The parter from South Tyrol, together with the Salern competence centre, organised the two first trainings on the topic of livestock guarding and herding dogs. The courses were a part of the shepherding course that Salern is leading and is responsible for a few of the LIFEstockProtect modules.
At the end of March the course was centred on herding dogs. Anita Gnigler and Thomas Schranz, experienced practitioners and herding dog owners themselves, guided participants through the day. Throughout the morning, different aspects of keeping and training herding dogs were presented. Using a waddling of drakes, Anita demonstrated how she trained her dog Karo to guide the grazing animals. The ducks and dog know each other well, and so the birds moved solidly and calmly in the direction indicated to Karo by Anita. They communicate using body language as well as various commands and whistles.
In contrast, guiding sheep which had had no contact to dogs did not go smoothly at all. They struggled against having to change direction. Training was completely new to them. In practice, herding dogs and livestock have to know each other before they can take action. Anita and Thomas made suggestions on how to make the moving of livestock on mountain pastures as smooth as possible. The animals shy away from dogs if they are not acccustomed to their presence. In sports competitions, dogs are not allowed to touch the sheep. However, herding dogs also have to peacefully guide stubborn animals to wherever the shepherds want, although nudges can be used. The training of a good herding dog requires the right place and time, as well as intuition. The drakes are therefore a practical alternative for the Wanderschäferei Tiroler Oberland.

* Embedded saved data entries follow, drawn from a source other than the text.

/// Example: read back a generated report and print its text.
///
/// Run `generate_profile_report` first to create the input file.
///
/// Run with:
///   cargo run --example read_report -p pdf-demos
use pdf_core::PdfReader;

fn main() {
    let path = "demos/output/user-profile.pdf";

    let reader = match std::fs::read(path)
        .map_err(|e| e.to_string())
        .and_then(|bytes| PdfReader::from_bytes(bytes).map_err(|e| e.to_string()))
    {
        Ok(r) => r,
        Err(e) => {
            eprintln!("Error: {e}");
            eprintln!("Hint: run `cargo run --example generate_profile_report -p pdf-demos` first.");
            std::process::exit(1);
        }
    };

    println!("File:    {path}");
    println!("Version: PDF {}", reader.pdf_version());
    println!("Pages:   {}", reader.page_count());
    for page in 0..reader.page_count() {
        println!("\n── page {} ──", page + 1);
        match reader.page_text(page) {
            Ok(text) => print!("{text}"),
            Err(e) => eprintln!("Error: {e}"),
        }
    }
}
//! Section renderers for the profile report, plus the heading and
//! wrapped-line primitives they share. Each renderer reserves room
//! for its block with `ensure_space` and then draws through the page
//! lifecycle, leaving the cursor below what it wrote.

use std::io;

use pdf_core::{load_image, wrap, BuiltinFont, TextStyle};
use tracing::warn;

use crate::config::ReportConfig;
use crate::format::{format_currency, format_date, format_date_time};
use crate::layout::{DrawOp, PageLifecycle};
use crate::model::{CarSummary, MaintenanceSummary, ProfileReport, UserSummary};

pub const TITLE: &str = "User Profile";

const TITLE_SIZE: f64 = 24.0;
const HEADING_SIZE: f64 = 16.0;
const BODY_SIZE: f64 = 12.0;
const FOOTER_SIZE: f64 = 10.0;

/// Added to a title or heading's font size to get its advance.
const HEADING_LEADING: f64 = 10.0;
const HEADING_GAP: f64 = 5.0;
const SECTION_GAP: f64 = 10.0;
const ENTRY_GAP: f64 = 5.0;
const DETAIL_INDENT: f64 = 10.0;
const AVATAR_GAP: f64 = 20.0;

// Room reserved before each block is started.
const AVATAR_RESERVE: f64 = 30.0;
const USER_INFO_BLOCK: f64 = 100.0;
const STATISTICS_BLOCK: f64 = 80.0;
const LIST_BLOCK: f64 = 150.0;
const CAR_BLOCK: f64 = 100.0;
const MAINTENANCE_BLOCK: f64 = 120.0;
const FOOTER_BLOCK: f64 = 30.0;
const FOOTER_OFFSET: f64 = 20.0;

fn body() -> TextStyle {
    TextStyle::new(BuiltinFont::Helvetica, BODY_SIZE)
}

fn bold() -> TextStyle {
    TextStyle::new(BuiltinFont::HelveticaBold, BODY_SIZE)
}

/// Draw a bold section heading and move below it.
pub fn add_heading(pages: &mut PageLifecycle, text: &str) {
    pages.write(DrawOp::Text {
        text,
        style: TextStyle::new(BuiltinFont::HelveticaBold, HEADING_SIZE),
        indent: 0.0,
        advance: HEADING_SIZE + HEADING_LEADING,
    });
    pages.advance(HEADING_GAP);
}

/// Wrap `text` to the content width and draw it one sub-line at a
/// time, checking for room before each sub-line. Blank text draws
/// nothing but still takes up one line.
pub fn add_line(
    pages: &mut PageLifecycle,
    config: &ReportConfig,
    text: &str,
    style: TextStyle,
    indent: f64,
) -> io::Result<()> {
    let max_width = config.content_width() - indent;
    let lines = wrap(text, style.font, style.font_size, max_width);
    if lines.is_empty() {
        pages.advance(config.line_height);
        return Ok(());
    }
    for line in &lines {
        pages.ensure_space(config.line_height)?;
        pages.write(DrawOp::Text {
            text: line,
            style,
            indent,
            advance: config.line_height,
        });
    }
    Ok(())
}

fn add_detail(pages: &mut PageLifecycle, config: &ReportConfig, text: &str) -> io::Result<()> {
    add_line(pages, config, text, body(), DETAIL_INDENT)
}

pub fn title(pages: &mut PageLifecycle) {
    pages.write(DrawOp::Text {
        text: TITLE,
        style: TextStyle::new(BuiltinFont::HelveticaBold, TITLE_SIZE),
        indent: 0.0,
        advance: TITLE_SIZE + HEADING_LEADING,
    });
}

/// Draw the avatar at the left margin. Bytes that do not decode as
/// an image are skipped and the rest of the report is unaffected.
pub fn avatar(
    pages: &mut PageLifecycle,
    config: &ReportConfig,
    image_bytes: Option<&[u8]>,
) -> io::Result<()> {
    let bytes = match image_bytes {
        Some(bytes) if !bytes.is_empty() => bytes,
        _ => return Ok(()),
    };

    match load_image(bytes.to_vec()) {
        Ok(decoded) => {
            let size = config.avatar_size;
            let image = pages.embed_image(decoded)?;
            pages.ensure_space(size + AVATAR_RESERVE)?;
            pages.write(DrawOp::Image {
                image,
                x: config.margin,
                size,
                advance: size + AVATAR_GAP,
            });
        }
        Err(e) => warn!(error = %e, "skipping avatar that could not be decoded"),
    }
    Ok(())
}

/// Heading plus whichever of username, email, role and creation
/// time are present.
pub fn user_info(
    pages: &mut PageLifecycle,
    config: &ReportConfig,
    user: &UserSummary,
) -> io::Result<()> {
    pages.ensure_space(USER_INFO_BLOCK)?;
    add_heading(pages, "User Information");

    let fields = [
        user.username.as_ref().map(|v| format!("Username: {}", v)),
        user.email.as_ref().map(|v| format!("Email: {}", v)),
        user.role.as_ref().map(|v| format!("Role: {}", v)),
        user.created_on.map(|v| format!("Created on: {}", format_date_time(v))),
    ];
    for line in fields.iter().flatten() {
        add_line(pages, config, line, body(), 0.0)?;
    }
    pages.advance(SECTION_GAP);
    Ok(())
}

pub fn statistics(
    pages: &mut PageLifecycle,
    config: &ReportConfig,
    report: &ProfileReport,
) -> io::Result<()> {
    pages.ensure_space(STATISTICS_BLOCK)?;
    add_heading(pages, "Statistics");
    add_line(
        pages,
        config,
        &format!("Total Cars: {}", report.total_cars),
        body(),
        0.0,
    )?;
    add_line(
        pages,
        config,
        &format!("Total Maintenances: {}", report.total_maintenance_records),
        body(),
        0.0,
    )?;
    if let Some(cost) = report.total_maintenance_cost {
        add_line(
            pages,
            config,
            &format!("Total Maintenance Cost: {}", format_currency(cost)),
            body(),
            0.0,
        )?;
    }
    pages.advance(SECTION_GAP);
    Ok(())
}

/// The car list. Draws nothing at all when there are no cars.
pub fn cars(pages: &mut PageLifecycle, config: &ReportConfig, cars: &[CarSummary]) -> io::Result<()> {
    if cars.is_empty() {
        return Ok(());
    }
    pages.ensure_space(LIST_BLOCK)?;
    add_heading(pages, &format!("Cars ({})", cars.len()));

    for car in cars {
        pages.ensure_space(CAR_BLOCK)?;
        add_line(pages, config, &format!("\u{2022} {}", car.headline()), bold(), 0.0)?;
        add_detail(pages, config, &format!("VIN: {}", car.vin))?;
        if let Some(joined) = car.joined_at {
            add_detail(pages, config, &format!("Added on: {}", format_date_time(joined)))?;
        }
        add_detail(
            pages,
            config,
            &format!("Maintenance Count: {}", car.maintenance_count),
        )?;
        pages.advance(ENTRY_GAP);
    }
    pages.advance(SECTION_GAP);
    Ok(())
}

/// The maintenance list. Draws nothing at all when there are no
/// records.
pub fn maintenance(
    pages: &mut PageLifecycle,
    config: &ReportConfig,
    records: &[MaintenanceSummary],
) -> io::Result<()> {
    if records.is_empty() {
        return Ok(());
    }
    pages.ensure_space(LIST_BLOCK)?;
    add_heading(pages, &format!("Maintenances ({})", records.len()));

    for record in records {
        pages.ensure_space(MAINTENANCE_BLOCK)?;
        let headline = format!("\u{2022} {} {}", record.car_brand(), record.car_model());
        add_line(pages, config, &headline, bold(), 0.0)?;
        add_detail(pages, config, &format!("Type: {}", record.type_label()))?;
        if let Some(date) = record.date {
            add_detail(pages, config, &format!("Date: {}", format_date(date)))?;
        }
        add_detail(pages, config, &format!("Mileage: {} km", record.mileage))?;
        if let Some(cost) = record.cost {
            add_detail(pages, config, &format!("Cost: {}", format_currency(cost)))?;
        }
        if let Some(description) = record.description() {
            add_detail(pages, config, &format!("Description: {}", description))?;
        }
        if let Some(due) = record.next_due_date {
            add_detail(pages, config, &format!("Next Due Date: {}", format_date(due)))?;
        }
        pages.advance(ENTRY_GAP);
    }
    Ok(())
}

/// Italic generation timestamp, drawn a little below the last block.
pub fn footer(pages: &mut PageLifecycle, report: &ProfileReport) -> io::Result<()> {
    let Some(generated_at) = report.generated_at else {
        return Ok(());
    };
    pages.ensure_space(FOOTER_BLOCK)?;
    pages.advance(FOOTER_OFFSET);
    let text = format!("Generated on: {}", format_date_time(generated_at));
    pages.write(DrawOp::Text {
        text: &text,
        style: TextStyle::new(BuiltinFont::HelveticaOblique, FOOTER_SIZE),
        indent: 0.0,
        advance: FOOTER_SIZE + HEADING_LEADING,
    });
    Ok(())
}

#[cfg(test)]
mod tests {
    use super::*;

    fn open() -> (PageLifecycle, ReportConfig) {
        let config = ReportConfig::default();
        (PageLifecycle::open(&config).unwrap(), config)
    }

    #[test]
    fn heading_advances_by_size_leading_and_gap() {
        let (mut pages, _) = open();
        add_heading(&mut pages, "Statistics");
        assert_eq!(pages.cursor().y, 742.0 - 26.0 - 5.0);
    }

    #[test]
    fn title_advances_by_size_and_leading() {
        let (mut pages, _) = open();
        title(&mut pages);
        assert_eq!(pages.cursor().y, 742.0 - 34.0);
    }

    #[test]
    fn wrapped_line_advances_once_per_sub_line() {
        let (mut pages, config) = open();
        let long = "word ".repeat(200);
        let expected = wrap(&long, BuiltinFont::Helvetica, 12.0, config.content_width()).len();
        assert!(expected > 1);
        add_line(&mut pages, &config, &long, body(), 0.0).unwrap();
        assert_eq!(pages.cursor().y, 742.0 - 20.0 * expected as f64);
    }

    #[test]
    fn blank_line_still_takes_a_line() {
        let (mut pages, config) = open();
        add_line(&mut pages, &config, "   ", body(), 0.0).unwrap();
        assert_eq!(pages.cursor().y, 722.0);
    }

    #[test]
    fn long_field_may_continue_on_next_page() {
        let (mut pages, config) = open();
        title(&mut pages);
        pages.advance(640.0);
        let long = "brake ".repeat(150);
        add_line(&mut pages, &config, &long, body(), 0.0).unwrap();
        assert_eq!(pages.page_count(), 2);
    }

    #[test]
    fn empty_lists_draw_nothing() {
        let (mut pages, config) = open();
        let before = pages.cursor();
        cars(&mut pages, &config, &[]).unwrap();
        maintenance(&mut pages, &config, &[]).unwrap();
        assert_eq!(pages.cursor(), before);
    }

    #[test]
    fn corrupt_avatar_is_skipped() {
        let (mut pages, config) = open();
        let before = pages.cursor();
        avatar(&mut pages, &config, Some(&b"not an image"[..])).unwrap();
        avatar(&mut pages, &config, Some(&[][..])).unwrap();
        avatar(&mut pages, &config, None).unwrap();
        assert_eq!(pages.cursor(), before);
    }

    #[test]
    fn footer_needs_a_timestamp() {
        let (mut pages, _) = open();
        let before = pages.cursor();
        footer(&mut pages, &ProfileReport::default()).unwrap();
        assert_eq!(pages.cursor(), before);
    }
}
use pdf_core::ImageError;

/// Broad failure class, for callers mapping errors onto responses
/// (bad input → 4xx, unexpected → 5xx).
#[derive(Debug, Clone, Copy, PartialEq, Eq)]
pub enum ErrorKind {
    BadInput,
    Unexpected,
}

/// Engine-level document generation failure.
#[derive(Debug, thiserror::Error)]
pub enum ReportError {
    /// The avatar-only document was requested without image bytes.
    #[error("image bytes are required but none were supplied")]
    MissingImage,

    #[error("image could not be decoded: {0}")]
    Decode(#[from] ImageError),

    #[error("invalid profile payload: {0}")]
    InvalidPayload(#[from] serde_json::Error),

    #[error("I/O error while generating document: {0}")]
    Io(#[from] std::io::Error),

    #[error("document generation failed: {0}")]
    Internal(String),
}

impl ReportError {
    pub fn kind(&self) -> ErrorKind {
        match self {
            ReportError::MissingImage
            | ReportError::Decode(_)
            | ReportError::InvalidPayload(_) => ErrorKind::BadInput,
            ReportError::Io(_) | ReportError::Internal(_) => ErrorKind::Unexpected,
        }
    }
}
#![allow(dead_code)]

/// Encode a solid-color PNG in memory. `channels` selects the color
/// type: 1 gray, 2 gray+alpha, 3 RGB, 4 RGBA.
pub fn solid_png(width: u32, height: u32, channels: usize) -> Vec<u8> {
    let color_type = match channels {
        1 => png::ColorType::Grayscale,
        2 => png::ColorType::GrayscaleAlpha,
        3 => png::ColorType::Rgb,
        4 => png::ColorType::Rgba,
        n => panic!("unsupported channel count {}", n),
    };
    let mut out = Vec::new();
    {
        let mut encoder = png::Encoder::new(&mut out, width, height);
        encoder.set_color(color_type);
        encoder.set_depth(png::BitDepth::Eight);
        let mut writer = encoder.write_header().unwrap();
        let pixels = vec![0x80u8; (width * height) as usize * channels];
        writer.write_image_data(&pixels).unwrap();
    }
    out
}

/// Check that a byte pattern exists in the buffer.
pub fn contains(haystack: &[u8], needle: &[u8]) -> bool {
    haystack.windows(needle.len()).any(|w| w == needle)
}

/// Every line of text shown in the document, across all pages.
pub fn document_text(pdf: &[u8]) -> String {
    pdf_core::PdfReader::from_bytes(pdf.to_vec())
        .unwrap()
        .text()
        .unwrap()
}

pub fn page_count(pdf: &[u8]) -> usize {
    pdf_core::PdfReader::from_bytes(pdf.to_vec())
        .unwrap()
        .page_count()
}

The course participants, composed of experienced shepherds and shepherdesses as well as beginners, wanted to learn much more and also asked very specific questions such as: how do Anita and Thomas feed the dogs? How much does a trained herding dog cost?
Livestock guarding dogs
One week later, livestock guarding dogs were on the agenda. Meet Alberto Stern, veterinarian and breeder of sheep (for mutton) and herding dogs (for training). He has also kept livestock guarding dogs since 2001, as he had been looking for a way to let his sheep graze safely since wolves started returning to Switzerland. Livestock guarding dogs are, according to his experience, the best solution. Today he is a member of an organisation in Graubünden responsible for the implementation and certification of livestock guarding dogs. He talked about his career and the difficulties he faced in his first years with the dogs. He emphasised that, when it comes to breeding and selling, puppies have to be at least 3 months old, as familiar surroundings are essential for their development up to this point. The new owners will be prepared for the dogs on his farm and at other locations in Switzerland, only then will they be granted financial support for the upkeep, as well as the initial price, of the dogs. Alberto pointed out that the family history of the dog is more important than their breed: their parents should also be livestock guarding dogs that work very well with the herd. Pedigree and proof of breed is unimportant. Before their transfer, the dogs’ health is checked; sometimes pelvic misalignment is detected. Before their implementation in Switzerland, livestock guarding dogs have to pass a test: can they work with all animals, not just with their trusty companion? Can they remain calm in a crisis? They should defend the herd by barking and positioning themselves in front, but should never approach people or their pet dogs if they pass by the herd on a hiking trail. The test is very challenging, and only a few dogs reach this level of perfection: energetic defense of wolves and bears, as well as calm, confident companionship of livestock within a heavily used area.
Some sheep and goat farmers in South Tyrol also keep livestock guarding dogs; one, Philipp Bertagnolli, talked about his experience of the last three years. It takes a lot of knowledge, as well as drive and courage for the first steps, he elaborated convincingly.